05

 シュウトは完全に頭に血が上っていた。


 なぜ、オレの攻撃は当たらない。


 なぜ、こいつの攻撃はこんなに当たるのか。


 しかも、すべての攻撃が急所を狙ってくる。

 焦りは攻撃の精度をさらに落とし、的確に急所を狙われることに恐怖の感情が湧き上がる。今まで、人間相手の喧嘩ではほとんど一方的になぶってきた。怪物との戦闘だって勝ってきた。


 オレは強い。


 喧嘩ならクロとだって互角にやりあえる。


 そう思っていた。

 最初の不意打ちは確かに仕方ない。だが、この一連の攻防でこうも一方的になる理由が判らない。


 なぜ、こうなる?


 そのうち思考が鈍り、自分で何を考えているのかも判らなくなってきた。そして半ば無意識だったろう。彼はロムの顔を見た。その表情には感情がなかった。そう、怒りや憎しみどころか憐れみさえ浮かんでいなかったのだ。


 ただの作業だってのかよ……。


 それに気付かされたシュウトの中で何かが切れた。

 右のハンマーパンチに下突きを合わせる。もちろん鳩尾に。その感触はそれまでのものと違い力の入っていないもので、体の奥にドンと衝撃が入り込んだのが伝わってくる。耳元で短くうめき声が聞こえ、右拳にシュウトの体重がのしかかってきた。
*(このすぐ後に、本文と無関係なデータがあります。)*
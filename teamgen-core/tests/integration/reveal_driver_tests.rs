//! Async reveal driver on tokio timers

use std::time::Duration;

use rand::SeedableRng;
use rand::rngs::StdRng;
use teamgen_core::balance::balance_with_rng;
use teamgen_core::models::{Category, Player, Roster, TeamAssignment, TeamSide};
use teamgen_core::reveal::{
    RevealObserver, RevealOutcome, RevealSnapshot, RevealTiming, run_reveal,
};

#[derive(Default)]
struct Recorder {
    progress: Vec<(usize, usize)>,
    completed: Option<TeamAssignment>,
    elapsed_at_complete: Option<Duration>,
    started: Option<tokio::time::Instant>,
}

impl RevealObserver for Recorder {
    fn on_progress(&mut self, snapshot: &RevealSnapshot) {
        self.progress.push((
            snapshot.revealed(TeamSide::A).len(),
            snapshot.revealed(TeamSide::B).len(),
        ));
    }

    fn on_complete(&mut self, teams: &TeamAssignment) {
        assert!(self.completed.is_none(), "completion signaled twice");
        self.completed = Some(teams.clone());
        self.elapsed_at_complete = self.started.map(|s| s.elapsed());
    }
}

fn roster(len: usize) -> Roster {
    Roster::from_players(
        (0..len).map(|i| Player::new(format!("P{i}"), Category::ALL[i % 3]).unwrap()),
    )
    .unwrap()
}

#[tokio::test(start_paused = true)]
async fn balanced_teams_are_revealed_on_schedule() {
    let teams = balance_with_rng(&roster(7), None, &mut StdRng::seed_from_u64(5)).unwrap();
    let mut recorder = Recorder {
        started: Some(tokio::time::Instant::now()),
        ..Recorder::default()
    };

    let outcome = run_reveal(
        &teams,
        RevealTiming::from_millis(300, 500),
        &mut recorder,
        std::future::pending(),
    )
    .await;

    assert_eq!(outcome, RevealOutcome::Completed);
    // Three batsmen, two bowlers, two all-rounders: B ends up with four
    assert_eq!(recorder.progress, vec![(1, 1), (2, 2), (3, 3), (3, 4)]);
    assert_eq!(recorder.completed, Some(teams));

    let elapsed = recorder.elapsed_at_complete.unwrap();
    let expected = Duration::from_millis(4 * 300 + 500);
    assert!(elapsed >= expected, "completed early: {elapsed:?}");
    assert!(elapsed < expected + Duration::from_millis(20), "completed late: {elapsed:?}");
}

#[tokio::test(start_paused = true)]
async fn cancel_before_first_tick_reveals_nothing() {
    let teams = balance_with_rng(&roster(4), None, &mut StdRng::seed_from_u64(1)).unwrap();
    let mut recorder = Recorder::default();

    let outcome = run_reveal(
        &teams,
        RevealTiming::default(),
        &mut recorder,
        tokio::time::sleep(Duration::from_millis(100)),
    )
    .await;

    assert_eq!(outcome, RevealOutcome::Cancelled);
    assert!(recorder.progress.is_empty());
    assert!(recorder.completed.is_none());
}

#[tokio::test(start_paused = true)]
async fn dyn_observer_is_supported() {
    let teams = TeamAssignment::new(Vec::new(), Vec::new());
    let mut recorder = Recorder::default();
    let observer: &mut dyn RevealObserver = &mut recorder;

    let outcome = run_reveal(&teams, RevealTiming::instant(), observer, std::future::pending()).await;

    assert_eq!(outcome, RevealOutcome::Completed);
    assert!(recorder.progress.is_empty());
    assert_eq!(recorder.completed, Some(teams));
}
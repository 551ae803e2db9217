//! Shell completion generation.

use clap::CommandFactory;
use clap_complete::{Shell, generate};

use crate::cli::Cli;
use crate::error::CliError;

/// Generate shell completions and write to stdout.
pub fn cmd_completions(shell: Shell) -> Result<(), CliError> {
    let mut cmd = Cli::command();
    generate(shell, &mut cmd, "teamgen", &mut std::io::stdout());
    Ok(())
}
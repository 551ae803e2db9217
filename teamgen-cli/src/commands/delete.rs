//! Delete player command.

use std::path::Path;

use teamgen_core::store::PlayerLibrary;

use crate::error::CliError;
use crate::util::{current_user, load_roster, locate_player, open_store, save_roster, status};

/// Delete player command handler
///
/// Removes the player from the roster and, when logged in, from the saved
/// library.
pub fn cmd_delete(config_path: Option<&Path>, quiet: bool, player: &str) -> Result<(), CliError> {
    let mut store = open_store(config_path)?;
    let username = current_user(&mut store)?;
    let mut roster = load_roster(&mut store)?;
    let saved = match &username {
        Some(user) => PlayerLibrary::new(&mut store, user)?.load()?,
        None => Vec::new(),
    };

    let target = locate_player(&roster, &saved, player)?;

    let in_roster = roster.remove(target.id).is_some();
    if in_roster {
        save_roster(&mut store, &roster)?;
    }
    let in_library = match &username {
        Some(user) => PlayerLibrary::new(&mut store, user)?.delete(target.id)?,
        None => false,
    };

    let places = match (in_roster, in_library) {
        (true, true) => "roster and library",
        (true, false) => "roster",
        _ => "library",
    };
    status(
        quiet,
        format_args!("Deleted '{}' (ID: {}) from the {places}", target.name, target.id),
    );
    Ok(())
}
//! CLI argument parsing types using `clap`.

use std::path::PathBuf;

use clap::{Parser, Subcommand, ValueEnum};
use clap_complete::Shell;
use teamgen_core::export::ExportFormat;
use teamgen_core::models::Category;

use crate::util::{parse_category, parse_export_format};

/// `teamgen` command-line interface for dividing players into two teams
#[derive(Parser)]
#[command(name = "teamgen")]
#[command(author, version, about = "Cricket team generator")]
#[command(propagate_version = true)]
pub struct Cli {
    /// Path to the configuration directory
    #[arg(long, global = true, env = "TEAMGEN_CONFIG_DIR")]
    pub config: Option<PathBuf>,

    /// Increase output verbosity (-v, -vv, -vvv)
    #[arg(short, long, action = clap::ArgAction::Count, global = true)]
    pub verbose: u8,

    /// Suppress all output except errors
    #[arg(short, long, global = true)]
    pub quiet: bool,

    #[command(subcommand)]
    pub command: Commands,
}

/// Available CLI commands
#[derive(Subcommand)]
pub enum Commands {
    /// Log in with a display name
    #[command(about = "Log in with a display name (clears the working roster)")]
    Login {
        /// Display name; selects which saved players are used
        name: String,
    },

    /// Log out
    #[command(about = "Log out (clears the working roster)")]
    Logout,

    /// Show the logged-in user
    #[command(about = "Show the current display name")]
    Whoami,

    /// Add a new player to the roster
    #[command(about = "Add a new player to the working roster")]
    Add {
        /// Player name
        name: String,

        /// Skill category (batsman, bowler, all-rounder)
        #[arg(short, long, default_value = "batsman", value_parser = parse_category)]
        category: Category,

        /// Also save the player to your library (requires login)
        #[arg(short, long)]
        save: bool,
    },

    /// Add a saved player to the roster
    #[command(about = "Add a player from your saved library to the roster")]
    Pick {
        /// Saved player name or UUID
        name: String,
    },

    /// Remove a player from the roster
    #[command(about = "Remove a player from the working roster")]
    Remove {
        /// Player name or UUID
        player: String,
    },

    /// Edit a player
    #[command(about = "Rename or recategorize a player in the roster and library")]
    Edit {
        /// Player name or UUID
        player: String,

        /// New name
        #[arg(short, long)]
        name: Option<String>,

        /// New category (batsman, bowler, all-rounder)
        #[arg(short, long, value_parser = parse_category)]
        category: Option<Category>,
    },

    /// Delete a player everywhere
    #[command(about = "Delete a player from the roster and your saved library")]
    Delete {
        /// Player name or UUID
        player: String,
    },

    /// Remove every player from the roster
    #[command(about = "Clear the working roster")]
    Clear,

    /// List the roster
    #[command(about = "List players in the working roster")]
    List {
        /// Output format for the player list
        #[arg(short, long, default_value = "table", value_enum)]
        format: OutputFormat,
    },

    /// Search saved players
    #[command(about = "Search your saved players by name")]
    Search {
        /// Case-insensitive name fragment; lists everything when omitted
        query: Option<String>,

        /// Only show players of this category
        #[arg(short, long, value_parser = parse_category)]
        category: Option<Category>,

        /// Output format for the results
        #[arg(short, long, default_value = "table", value_enum)]
        format: OutputFormat,
    },

    /// Divide the roster into two teams
    #[command(about = "Divide the roster into two balanced teams")]
    Divide {
        /// Captain name or UUID; give exactly two, or none
        #[arg(long = "captain", value_name = "PLAYER")]
        captains: Vec<String>,

        /// Seed for a reproducible division
        #[arg(long)]
        seed: Option<u64>,

        /// Show the teams at once instead of revealing them one by one
        #[arg(long)]
        no_animate: bool,

        /// Write the teams to this file or directory
        #[arg(short, long, value_name = "PATH")]
        export: Option<PathBuf>,

        /// Export format (text, markdown, json, svg); guessed from the file
        /// extension when omitted
        #[arg(long, value_parser = parse_export_format)]
        export_format: Option<ExportFormat>,
    },

    /// Manage configuration
    #[command(subcommand, about = "Show or create the configuration file")]
    Config(ConfigCommands),

    /// Generate shell completions
    #[command(about = "Generate shell completion scripts")]
    Completions {
        /// Target shell
        #[arg(value_enum)]
        shell: Shell,
    },
}

/// Configuration subcommands
#[derive(Subcommand)]
pub enum ConfigCommands {
    /// Print the configuration directory and effective settings
    Show,

    /// Write a default `config.toml`
    Init {
        /// Overwrite an existing file
        #[arg(short, long)]
        force: bool,
    },
}

/// Output format for player lists
#[derive(Debug, Clone, Copy, Default, ValueEnum)]
pub enum OutputFormat {
    /// Aligned columns
    #[default]
    Table,
    /// JSON array of players
    Json,
    /// Comma-separated values
    Csv,
}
 彼は、拳から力を抜く。シュウトの体がずるりと崩れ落ちる。


「ロム……」


 ヒビキがレイナの肩を借りて近づいてきた。

 二人とも洗いざらしの濡れた髪が色っぽい。


「あぁ……」


 と、ロムが横を向く。


「あっ……」


 と、レイナが顔を赤くして心持ちヒビキの後ろに隠れるような位置になる。


「ありがとう」


 と、ヒビキが手を差し出す。視線の向ける場所に困ったように目を泳がせながら、ロムはその手を握り返した。


「見られたかな?」


 そこは大人の女性ということか。敢えてそこに踏み込んでくる。


「あー……まぁ、じっくり見たつもりはないんだけど……その……うん」


「そうか。気を失っていた間のこととはいえ、そうとわかると恥ずかしいな、やっぱり」


 ちらりと伺ったヒビキの顔も少し赤い。化粧品の用意ができないこの世界では、誰もが素顔である。際立って整った顔立ちはまさに素顔でも別嬪すっぴんだ。そんなヒビキが恥じらえば大人の魅力の付加価値がつく。ましてちらりと一瞬だったとはいえ、一糸纏わぬ姿を見ているロムの脳裏にはチラチラとその姿が浮かぶ。

 小刻みにふるふると首を振り、頭の中からイメージを追い払うと、辺りを見回す。


「俺は悲鳴を聞いてここに来たわけだけど、他のメンバー誰も来てないね」


「ああ、ある意味ありがたいけど、どうしたんだろうね」


「……と、とりあえず。こいつ縛っとこうか」


 言葉の向こうにある意味で再びイメージが湧き上がるのを無理やり押さえ込んだロムは、ヒビキに手伝ってもらってシュウトを縛り上げる。


「レイナは大丈夫だったのか?」


 ヒビキに問いかけられたレイナは消え入りそうな声で「ひ……ロム……に助けてもらったから」と答える。


「そりゃよかったな」


 ヒビキはレイナの仕草でおおよそ察しがついたらしく、それ以上追求することはしなかった。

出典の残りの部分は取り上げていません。